Updated on April 19, 2020

Comments

  • user1228191
    user1228191 about 4 years

    Input file

    ..
    set name "old name"; # comment "should be updated"
    ..
    

    Output file

    ..
    set name "new name" ; #comment "should be updated"
    ..
    

    when i tried to grep the content between quotes with grep -i 'name' inputfile | grep -P \".+{\"} its grepping content between first " and last "
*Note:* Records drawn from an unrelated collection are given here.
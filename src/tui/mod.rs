//! Terminal UI (`ticketapp view`)
//!
//! The root component owns the [`AppState`] and hands it to whichever screen
//! is active, so notifications survive the switch from login to tickets.

pub mod components;
pub mod keymap;
pub mod login;
pub mod theme;
pub mod tickets;

use std::time::{Duration, Instant};

use iocraft::prelude::*;

use crate::app::{Action, AppState, Severity, compute_view, reduce};
use crate::auth::{LOGIN_NOTICE_DURATION, SessionStore};
use crate::config::Config;
use crate::error::AppError;
use crate::service::TicketService;

use components::ToastStack;
use login::LoginScreen;
use theme::theme;
use tickets::TicketsScreen;

/// How often expired notifications are pruned
const TICK_INTERVAL: Duration = Duration::from_millis(250);

#[derive(Debug, Clone, Copy, PartialEq, Eq, Default)]
pub enum Screen {
    #[default]
    Login,
    Tickets,
    Exit,
}

/// Services the TUI runs against
#[derive(Clone)]
pub struct TuiContext {
    pub service: TicketService,
    pub sessions: SessionStore,
    pub config: Config,
}

#[derive(Default, Props)]
pub struct TicketAppProps {
    pub context: Option<TuiContext>,
}

#[component]
pub fn TicketApp(props: &TicketAppProps, mut hooks: Hooks) -> impl Into<AnyElement<'static>> {
    let Some(context) = props.context.clone() else {
        return element!(View).into_any();
    };

    let (width, height) = hooks.use_terminal_size();
    let mut system = hooks.use_context_mut::<SystemContext>();

    let notification_duration = context.config.notification_duration();
    let mut app_state = hooks.use_state(|| AppState::new(notification_duration));
    let mut screen = hooks.use_state(Screen::default);

    // Gate on first render: open on the tickets screen only with a session
    let mut gate_checked = hooks.use_state(|| false);
    if !gate_checked.get() {
        gate_checked.set(true);
        match context.sessions.require(&context.config) {
            Ok(_) => screen.set(Screen::Tickets),
            Err(AppError::AuthRequired(notice)) => {
                reduce(
                    &mut app_state.write(),
                    Action::Notify {
                        message: notice,
                        severity: Severity::Error,
                        duration: Some(LOGIN_NOTICE_DURATION),
                    },
                );
            }
            Err(e) => tracing::warn!("Session check failed: {}", e),
        }
    }

    hooks.use_future(async move {
        loop {
            tokio::time::sleep(TICK_INTERVAL).await;
            let now = Instant::now();
            let expired = app_state
                .read()
                .notifications
                .iter()
                .any(|n| n.is_expired(now));
            if expired {
                reduce(&mut app_state.write(), Action::Tick(now));
            }
        }
    });

    if screen.get() == Screen::Exit {
        system.exit();
    }

    let notifications = compute_view(&app_state.read()).notifications;
    let theme = theme();

    element! {
        View(
            width,
            height,
            flex_direction: FlexDirection::Column,
            background_color: theme.background,
        ) {
            #(Some(match screen.get() {
                Screen::Tickets => element! {
                    TicketsScreen(
                        service: Some(context.service.clone()),
                        sessions: Some(context.sessions.clone()),
                        app_state: Some(app_state),
                        screen: Some(screen),
                    )
                }
                .into_any(),
                _ => element! {
                    LoginScreen(
                        sessions: Some(context.sessions.clone()),
                        app_state: Some(app_state),
                        screen: Some(screen),
                    )
                }
                .into_any(),
            }))
            ToastStack(notifications: notifications)
        }
    }
    .into_any()
}
use serde::{Deserialize, Serialize};
use std::fmt;
use std::str::FromStr;

use crate::error::AppError;

/// Maximum description length, in characters
pub const MAX_DESCRIPTION_CHARS: usize = 1000;

#[derive(Debug, Clone, Copy, PartialEq, Eq, Hash, Serialize, Deserialize, Default)]
#[serde(rename_all = "snake_case")]
pub enum TicketStatus {
    #[default]
    Open,
    InProgress,
    Closed,
}

impl TicketStatus {
    /// Human label used on status badges ("in progress")
    pub fn label(&self) -> &'static str {
        match self {
            TicketStatus::Open => "open",
            TicketStatus::InProgress => "in progress",
            TicketStatus::Closed => "closed",
        }
    }

    pub fn all() -> &'static [TicketStatus] {
        &[
            TicketStatus::Open,
            TicketStatus::InProgress,
            TicketStatus::Closed,
        ]
    }

    /// Next status in declaration order (wrapping)
    pub fn next(self) -> Self {
        match self {
            TicketStatus::Open => TicketStatus::InProgress,
            TicketStatus::InProgress => TicketStatus::Closed,
            TicketStatus::Closed => TicketStatus::Open,
        }
    }

    /// Previous status in declaration order (wrapping)
    pub fn prev(self) -> Self {
        match self {
            TicketStatus::Open => TicketStatus::Closed,
            TicketStatus::InProgress => TicketStatus::Open,
            TicketStatus::Closed => TicketStatus::InProgress,
        }
    }
}

impl fmt::Display for TicketStatus {
    fn fmt(&self, f: &mut fmt::Formatter<'_>) -> fmt::Result {
        match self {
            TicketStatus::Open => write!(f, "open"),
            TicketStatus::InProgress => write!(f, "in_progress"),
            TicketStatus::Closed => write!(f, "closed"),
        }
    }
}

impl FromStr for TicketStatus {
    type Err = AppError;

    fn from_str(s: &str) -> Result<Self, Self::Err> {
        match s {
            "open" => Ok(TicketStatus::Open),
            "in_progress" => Ok(TicketStatus::InProgress),
            "closed" => Ok(TicketStatus::Closed),
            _ => Err(AppError::InvalidStatus(s.to_string())),
        }
    }
}

pub const VALID_STATUSES: &[&str] = &["open", "in_progress", "closed"];

/// Opaque ticket identifier
#[derive(Debug, Clone, PartialEq, Eq, Hash, PartialOrd, Ord, Serialize, Deserialize, Default)]
#[serde(transparent)]
pub struct TicketId(String);

impl TicketId {
    pub fn new(id: impl Into<String>) -> Self {
        Self(id.into())
    }

    pub fn as_str(&self) -> &str {
        &self.0
    }
}

impl fmt::Display for TicketId {
    fn fmt(&self, f: &mut fmt::Formatter<'_>) -> fmt::Result {
        f.write_str(&self.0)
    }
}

impl From<&str> for TicketId {
    fn from(value: &str) -> Self {
        Self(value.to_string())
    }
}

/// A persisted ticket record
#[derive(Debug, Clone, PartialEq, Eq, Serialize, Deserialize, Default)]
pub struct Ticket {
    pub id: TicketId,
    pub title: String,
    #[serde(default, skip_serializing_if = "Option::is_none")]
    pub description: Option<String>,
    pub status: TicketStatus,
}

/// Fields for a ticket that has not been assigned an id yet
#[derive(Debug, Clone, PartialEq, Eq, Default)]
pub struct NewTicket {
    pub title: String,
    pub description: Option<String>,
    pub status: TicketStatus,
}

impl NewTicket {
    pub fn new(title: impl Into<String>, status: TicketStatus) -> Self {
        Self {
            title: title.into(),
            description: None,
            status,
        }
    }

    pub fn with_description(mut self, description: impl Into<String>) -> Self {
        self.description = Some(description.into());
        self
    }

    pub fn into_ticket(self, id: TicketId) -> Ticket {
        Ticket {
            id,
            title: self.title,
            description: self.description,
            status: self.status,
        }
    }
}

/// Partial update addressed by id; `None` fields keep the stored value.
///
/// `description: Some(None)` clears the description.
#[derive(Debug, Clone, PartialEq, Eq, Default)]
pub struct TicketPatch {
    pub id: TicketId,
    pub title: Option<String>,
    pub description: Option<Option<String>>,
    pub status: Option<TicketStatus>,
}

impl TicketPatch {
    pub fn new(id: TicketId) -> Self {
        Self {
            id,
            ..Default::default()
        }
    }

    /// Merge this patch over an existing record. The id never changes.
    pub fn apply_to(&self, ticket: &mut Ticket) {
        if let Some(title) = &self.title {
            ticket.title = title.clone();
        }
        if let Some(description) = &self.description {
            ticket.description = description.clone();
        }
        if let Some(status) = self.status {
            ticket.status = status;
        }
    }
}

impl From<Ticket> for TicketPatch {
    fn from(ticket: Ticket) -> Self {
        Self {
            id: ticket.id,
            title: Some(ticket.title),
            description: Some(ticket.description),
            status: Some(ticket.status),
        }
    }
}

/// Ticket counts per status
#[derive(Debug, Clone, Copy, PartialEq, Eq, Default, Serialize)]
pub struct StatusCounts {
    pub open: usize,
    pub in_progress: usize,
    pub closed: usize,
}

impl StatusCounts {
    pub fn from_tickets(tickets: &[Ticket]) -> Self {
        tickets.iter().fold(Self::default(), |mut counts, t| {
            match t.status {
                TicketStatus::Open => counts.open += 1,
                TicketStatus::InProgress => counts.in_progress += 1,
                TicketStatus::Closed => counts.closed += 1,
            }
            counts
        })
    }

    pub fn total(&self) -> usize {
        self.open + self.in_progress + self.closed
    }
}
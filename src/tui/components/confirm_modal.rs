use iocraft::prelude::*;

use super::Modal;
use crate::app::view_model::ConfirmView;
use crate::tui::theme::theme;

#[derive(Default, Props)]
pub struct ConfirmModalProps {
    pub view: Option<ConfirmView>,
}

/// Delete confirmation dialog
#[component]
pub fn ConfirmModal(props: &ConfirmModalProps) -> impl Into<AnyElement<'static>> {
    let theme = theme();
    let Some(view) = props.view.clone() else {
        return element!(View).into_any();
    };

    element! {
        Modal(
            title: Some(view.heading.to_string()),
            border_color: Some(theme.error),
            footer_text: Some("y/Enter: delete   n/Esc: cancel".to_string()),
            width: Some(50),
        ) {
            Text(content: view.message, color: theme.text)
        }
    }
    .into_any()
}
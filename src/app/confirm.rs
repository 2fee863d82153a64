//! Delete confirmation gate

use crate::types::Ticket;

pub const CONFIRM_HEADING: &str = "Confirm delete";

#[derive(Debug, Clone, Default, PartialEq, Eq)]
pub enum ConfirmState {
    #[default]
    Closed,
    Open {
        target: Ticket,
    },
}

impl ConfirmState {
    pub fn open(&mut self, ticket: Ticket) {
        *self = ConfirmState::Open { target: ticket };
    }

    /// Close the gate, handing back the ticket it was holding.
    pub fn close(&mut self) -> Option<Ticket> {
        match std::mem::take(self) {
            ConfirmState::Open { target } => Some(target),
            ConfirmState::Closed => None,
        }
    }

    pub fn target(&self) -> Option<&Ticket> {
        match self {
            ConfirmState::Open { target } => Some(target),
            ConfirmState::Closed => None,
        }
    }

    pub fn is_open(&self) -> bool {
        matches!(self, ConfirmState::Open { .. })
    }
}

pub fn confirm_message(title: &str) -> String {
    format!("Are you sure you want to delete {title}?")
}

#[cfg(test)]
mod tests {
    use super::*;
    use crate::types::{TicketId, TicketStatus};

    #[test]
    fn test_open_then_close_returns_target() {
        let ticket = Ticket {
            id: TicketId::new("a"),
            title: "Broken login".to_string(),
            description: None,
            status: TicketStatus::Open,
        };
        let mut gate = ConfirmState::default();
        assert!(!gate.is_open());

        gate.open(ticket.clone());
        assert_eq!(gate.target(), Some(&ticket));

        assert_eq!(gate.close(), Some(ticket));
        assert_eq!(gate, ConfirmState::Closed);
        assert_eq!(gate.close(), None);
    }

    #[test]
    fn test_confirm_message() {
        assert_eq!(
            confirm_message("Broken login"),
            "Are you sure you want to delete Broken login?"
        );
    }
}
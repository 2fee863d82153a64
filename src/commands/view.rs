//! Interactive board (`ticketapp view`)

use iocraft::prelude::*;

use super::CommandContext;
use crate::error::{AppError, Result};
use crate::tui::{TicketApp, TuiContext};

/// Launch the TUI. The login gate is handled on screen, not here.
pub async fn cmd_view() -> Result<()> {
    let ctx = CommandContext::load()?;
    let context = TuiContext {
        service: ctx.service(),
        sessions: ctx.sessions.clone(),
        config: ctx.config.clone(),
    };

    element!(TicketApp(context: Some(context)))
        .fullscreen()
        .await
        .map_err(|e| AppError::Other(format!("TUI error: {}", e)))
}
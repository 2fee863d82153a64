pub mod id;

use jiff::Timestamp;

pub use id::{generate_hash, generate_ticket_id, generate_uuid};

/// Get the current timestamp in ISO format, truncated to seconds
pub fn iso_date() -> String {
    let now = Timestamp::now();
    now.strftime("%Y-%m-%dT%H:%M:%SZ").to_string()
}

/// Truncate a string to at most `max_chars` characters, appending "..." when cut.
pub fn truncate_chars(s: &str, max_chars: usize) -> String {
    if s.chars().count() <= max_chars {
        return s.to_string();
    }
    let keep = max_chars.saturating_sub(3);
    let mut out: String = s.chars().take(keep).collect();
    out.push_str("...");
    out
}
//! Application configuration.
//!
//! Configuration is stored in `.ticketapp/config.yaml` and includes:
//! - Simulated fetch latency
//! - Notification display time
//! - Whether ticket screens require a signed-in session

use std::fs;
use std::path::{Path, PathBuf};
use std::time::Duration;

use serde::{Deserialize, Serialize};

use crate::error::{AppError, Result};
use crate::paths;

/// Keys accepted by `config get` and `config set`
pub const CONFIG_KEYS: &[&str] = &["latency_ms", "notification_ms", "require_login"];

/// Main configuration structure
#[derive(Debug, Clone, PartialEq, Eq, Serialize, Deserialize)]
pub struct Config {
    /// Delay applied before every fetch, in milliseconds (default: 200, 0 disables)
    #[serde(default = "default_latency_ms")]
    pub latency_ms: u64,

    /// How long notifications stay visible, in milliseconds (default: 4000)
    #[serde(default = "default_notification_ms")]
    pub notification_ms: u64,

    /// Whether ticket commands and screens require a session (default: true)
    #[serde(default = "default_require_login")]
    pub require_login: bool,
}

fn default_latency_ms() -> u64 {
    200
}

fn default_notification_ms() -> u64 {
    4000
}

fn default_require_login() -> bool {
    true
}

impl Default for Config {
    fn default() -> Self {
        Self {
            latency_ms: default_latency_ms(),
            notification_ms: default_notification_ms(),
            require_login: default_require_login(),
        }
    }
}

impl Config {
    /// Get the path to the config file
    pub fn config_path() -> PathBuf {
        paths::config_path()
    }

    /// Load configuration from file, or return default if not found
    pub fn load() -> Result<Self> {
        Self::load_from(&Self::config_path())
    }

    pub fn load_from(path: &Path) -> Result<Self> {
        if !path.exists() {
            return Ok(Config::default());
        }

        let content = fs::read_to_string(path).map_err(|e| {
            AppError::Io(std::io::Error::new(
                e.kind(),
                format!("Failed to read config at {}: {}", path.display(), e),
            ))
        })?;
        if content.trim().is_empty() {
            return Ok(Config::default());
        }
        let config: Config = serde_yaml_ng::from_str(&content)?;
        Ok(config)
    }

    /// Save configuration to file
    pub fn save(&self) -> Result<()> {
        self.save_to(&Self::config_path())
    }

    pub fn save_to(&self, path: &Path) -> Result<()> {
        let content = serde_yaml_ng::to_string(self)?;
        crate::fs::write_file_atomic(path, &content)
    }

    pub fn latency(&self) -> Duration {
        Duration::from_millis(self.latency_ms)
    }

    pub fn notification_duration(&self) -> Duration {
        Duration::from_millis(self.notification_ms)
    }

    /// Read a single key as display text
    pub fn get(&self, key: &str) -> Result<String> {
        match key {
            "latency_ms" => Ok(self.latency_ms.to_string()),
            "notification_ms" => Ok(self.notification_ms.to_string()),
            "require_login" => Ok(self.require_login.to_string()),
            _ => Err(unknown_key(key)),
        }
    }

    /// Set a single key, parsing `value` for the key's type
    pub fn set(&mut self, key: &str, value: &str) -> Result<()> {
        match key {
            "latency_ms" => self.latency_ms = parse_millis(key, value)?,
            "notification_ms" => self.notification_ms = parse_millis(key, value)?,
            "require_login" => self.require_login = parse_bool(key, value)?,
            _ => return Err(unknown_key(key)),
        }
        Ok(())
    }
}

fn unknown_key(key: &str) -> AppError {
    AppError::Config(format!(
        "unknown config key '{key}'. Valid keys: {}",
        CONFIG_KEYS.join(", ")
    ))
}

fn parse_millis(key: &str, value: &str) -> Result<u64> {
    value.trim().parse::<u64>().map_err(|_| {
        AppError::Config(format!(
            "'{value}' is not a valid value for {key}: expected milliseconds"
        ))
    })
}

fn parse_bool(key: &str, value: &str) -> Result<bool> {
    match value.trim().to_ascii_lowercase().as_str() {
        "true" | "yes" | "on" | "1" => Ok(true),
        "false" | "no" | "off" | "0" => Ok(false),
        _ => Err(AppError::Config(format!(
            "'{value}' is not a valid value for {key}: expected true or false"
        ))),
    }
}
//! Declarative builder for footer shortcuts

use super::Shortcut;

#[derive(Default)]
pub struct ShortcutsBuilder {
    shortcuts: Vec<Shortcut>,
}

impl ShortcutsBuilder {
    pub fn new() -> Self {
        Self::default()
    }

    /// j/k to move the selection
    pub fn with_navigation(self) -> Self {
        self.add("j/k", "Up/Down")
    }

    /// Tab/Shift-Tab to move between form fields
    pub fn with_field_cycling(self) -> Self {
        self.add("Tab", "Next Field").add("S-Tab", "Prev Field")
    }

    pub fn with_quit(self, key: &str) -> Self {
        self.add(key, "Quit")
    }

    pub fn add(mut self, key: &str, description: &str) -> Self {
        self.shortcuts.push(Shortcut::new(key, description));
        self
    }

    pub fn build(self) -> Vec<Shortcut> {
        self.shortcuts
    }
}
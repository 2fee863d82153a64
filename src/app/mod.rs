//! Application state and reducer
//!
//! All screen state lives in [`AppState`]. Input is turned into [`Action`]s,
//! [`reduce`] applies them and returns the [`Effect`]s that need the ticket
//! service. Effect results come back as more actions, so every state change
//! goes through the reducer and can be tested without a terminal.

pub mod confirm;
pub mod effects;
pub mod notify;
pub mod view_model;

use std::collections::VecDeque;
use std::time::{Duration, Instant};

use crate::form::{FormField, FormState};
use crate::service::TicketService;
use crate::types::{Ticket, TicketId};

pub use confirm::ConfirmState;
pub use effects::Effect;
pub use notify::{Notification, Notifications, Severity};
pub use view_model::{ScreenView, compute_view};

pub const TICKET_CREATED: &str = "Ticket created";
pub const TICKET_UPDATED: &str = "Ticket updated";
pub const TICKET_DELETED: &str = "Ticket deleted";
pub const CREATE_FAILED: &str = "Failed to create ticket";
pub const UPDATE_FAILED: &str = "Failed to update ticket";
pub const DELETE_FAILED: &str = "Failed to delete ticket";

/// Which pane receives keyboard input
#[derive(Debug, Clone, Copy, PartialEq, Eq, Default)]
pub enum Focus {
    #[default]
    List,
    Form,
}

/// Whether a submit created or updated a ticket
#[derive(Debug, Clone, Copy, PartialEq, Eq)]
pub enum SubmitKind {
    Create,
    Update,
}

#[derive(Debug, Clone, PartialEq, Eq)]
pub struct AppState {
    pub tickets: Vec<Ticket>,
    pub is_loading: bool,
    pub selected_index: usize,
    pub focus: Focus,
    pub form: FormState,
    pub confirm: ConfirmState,
    pub notifications: Notifications,
}

impl Default for AppState {
    fn default() -> Self {
        Self::new(notify::DEFAULT_NOTIFICATION_DURATION)
    }
}

impl AppState {
    pub fn new(notification_duration: Duration) -> Self {
        Self {
            tickets: Vec::new(),
            is_loading: false,
            selected_index: 0,
            focus: Focus::List,
            form: FormState::new(),
            confirm: ConfirmState::Closed,
            notifications: Notifications::new(notification_duration),
        }
    }

    pub fn selected_ticket(&self) -> Option<&Ticket> {
        self.tickets.get(self.selected_index)
    }

    fn find(&self, id: &TicketId) -> Option<&Ticket> {
        self.tickets.iter().find(|t| &t.id == id)
    }
}

/// All possible state transitions
#[derive(Debug, Clone, PartialEq, Eq)]
pub enum Action {
    // List
    /// Start a fetch of the ticket collection
    Reload,
    /// A fetch finished
    TicketsLoaded(Vec<Ticket>),
    MoveDown,
    MoveUp,
    ToggleFocus,
    /// Load a ticket into the form
    EditTicket(TicketId),
    /// Empty create-mode form, focused
    NewTicket,
    RequestDelete(TicketId),

    // Confirmation
    ConfirmDelete,
    CancelDelete,

    // Form
    FocusNextField,
    FocusPrevField,
    FocusField(FormField),
    InputChar(char),
    Backspace,
    SetField(FormField, String),
    CycleStatus { forward: bool },
    ResetForm,
    Submit,
    SubmitSucceeded(SubmitKind),
    SubmitFailed(SubmitKind),
    DeleteSucceeded,
    DeleteFailed,

    // Notifications
    Notify {
        message: String,
        severity: Severity,
        duration: Option<Duration>,
    },
    Dismiss(u64),
    Tick(Instant),

    /// Leave the screen; handled by the caller
    Quit,
    /// End the session; handled by the caller
    Logout,
}

/// Apply an action to the state, returning the effects it requests.
pub fn reduce(state: &mut AppState, action: Action) -> Vec<Effect> {
    match action {
        Action::Reload => {
            state.is_loading = true;
            return vec![Effect::Fetch];
        }
        Action::TicketsLoaded(tickets) => {
            state.tickets = tickets;
            state.is_loading = false;
            state.selected_index = state
                .selected_index
                .min(state.tickets.len().saturating_sub(1));
        }
        Action::MoveDown => {
            if !state.tickets.is_empty() {
                state.selected_index = (state.selected_index + 1).min(state.tickets.len() - 1);
            }
        }
        Action::MoveUp => {
            state.selected_index = state.selected_index.saturating_sub(1);
        }
        Action::ToggleFocus => {
            state.focus = match state.focus {
                Focus::List => Focus::Form,
                Focus::Form => Focus::List,
            };
        }
        Action::EditTicket(id) => {
            if let Some(form) = state.find(&id).map(FormState::for_edit) {
                state.form = form;
                state.focus = Focus::Form;
            }
        }
        Action::NewTicket => {
            state.form.reset();
            state.focus = Focus::Form;
        }
        Action::RequestDelete(id) => {
            if let Some(ticket) = state.find(&id).cloned() {
                state.confirm.open(ticket);
            }
        }
        Action::ConfirmDelete => {
            if let Some(target) = state.confirm.close() {
                return vec![Effect::Delete(target.id)];
            }
        }
        Action::CancelDelete => {
            state.confirm.close();
        }
        Action::FocusNextField => state.form.focus_next(),
        Action::FocusPrevField => state.form.focus_prev(),
        Action::FocusField(field) => state.form.focused = field,
        Action::InputChar(c) => state.form.insert_char(c),
        Action::Backspace => state.form.backspace(),
        Action::SetField(field, value) => state.form.set_field(field, value),
        Action::CycleStatus { forward } => state.form.cycle_status(forward),
        Action::ResetForm => state.form.reset(),
        Action::Submit => {
            if let Ok(submission) = state.form.submit() {
                return vec![Effect::Submit(submission)];
            }
        }
        Action::SubmitSucceeded(kind) => {
            let message = match kind {
                SubmitKind::Create => TICKET_CREATED,
                SubmitKind::Update => TICKET_UPDATED,
            };
            state.notifications.success(message);
            state.form.reset();
            state.focus = Focus::List;
            state.is_loading = true;
            return vec![Effect::Fetch];
        }
        Action::SubmitFailed(kind) => {
            let message = match kind {
                SubmitKind::Create => CREATE_FAILED,
                SubmitKind::Update => UPDATE_FAILED,
            };
            state.notifications.error(message);
        }
        Action::DeleteSucceeded => {
            state.notifications.success(TICKET_DELETED);
            state.is_loading = true;
            return vec![Effect::Fetch];
        }
        Action::DeleteFailed => {
            state.notifications.error(DELETE_FAILED);
        }
        Action::Notify {
            message,
            severity,
            duration,
        } => {
            match duration {
                Some(duration) => state.notifications.push_for(message, severity, duration),
                None => state.notifications.push(message, severity),
            };
        }
        Action::Dismiss(id) => {
            state.notifications.dismiss(id);
        }
        Action::Tick(now) => {
            state.notifications.prune(now);
        }
        Action::Quit | Action::Logout => {}
    }
    Vec::new()
}

/// Headless driver: owns the state and runs effects to completion.
///
/// Each dispatched action is reduced, its effects are awaited, and their
/// resulting actions are reduced in turn before `dispatch` returns.
pub struct App {
    pub state: AppState,
    service: TicketService,
}

impl App {
    pub fn new(service: TicketService, notification_duration: Duration) -> Self {
        Self {
            state: AppState::new(notification_duration),
            service,
        }
    }

    pub async fn dispatch(&mut self, action: Action) {
        let mut queue = VecDeque::from([action]);
        while let Some(action) = queue.pop_front() {
            for effect in reduce(&mut self.state, action) {
                queue.extend(effects::run(&self.service, effect).await);
            }
        }
    }

    pub fn view(&self) -> ScreenView {
        compute_view(&self.state)
    }
}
    i.e old name"; # comment "should be updated

    any idea to accomplish that using grep, sed or awk!

  • user1228191
    user1228191 about 12 years
    Thanks so much , can we re-direct that grepped output for replacement, sorry i'm a newbie, just learning things!
  • user1228191
    user1228191 about 12 years
    sorry, its my fault, i didn't mean that..new username can be anything.. thanks for answering
  • user1228191
    user1228191 about 12 years
    what i mean is if we pipe the output of grep to sed/awk, with what varaible we can access that!
  • user1228191
    user1228191 about 12 years
    if we pipe the output of grep to sed/awk, with what varaible we can access that!
  • user1228191
    user1228191 about 12 years
    Thanks, its helpful, now updated my question, hope it was clear now, if we pipe the output of grep to sed/awk, with what varaible we can access that! so that we can replace the output of grep with other string and write back
  • glenn jackman
    glenn jackman about 12 years
    @user1228191, note the technique used to achieve non-greedy matching: a quote, then as many non-quote characters as possible, then another quote ("[^"]*")
  • SourceSeeker
    SourceSeeker about 12 years
    You could instead use double quotes for the outer set: sed "s/\"[^\"]*\"/\"$new_name\"/". However, in replacing the hairy quoting, you're left with lots of hairy escaping and you'd have to be careful to escape some instances of $. You could use octal escapes (\o42 - letter "o" believe it or not) for versions of sed that support it, but in this case I don't think it's any better. By the way, you're missing a double quote before the second slash.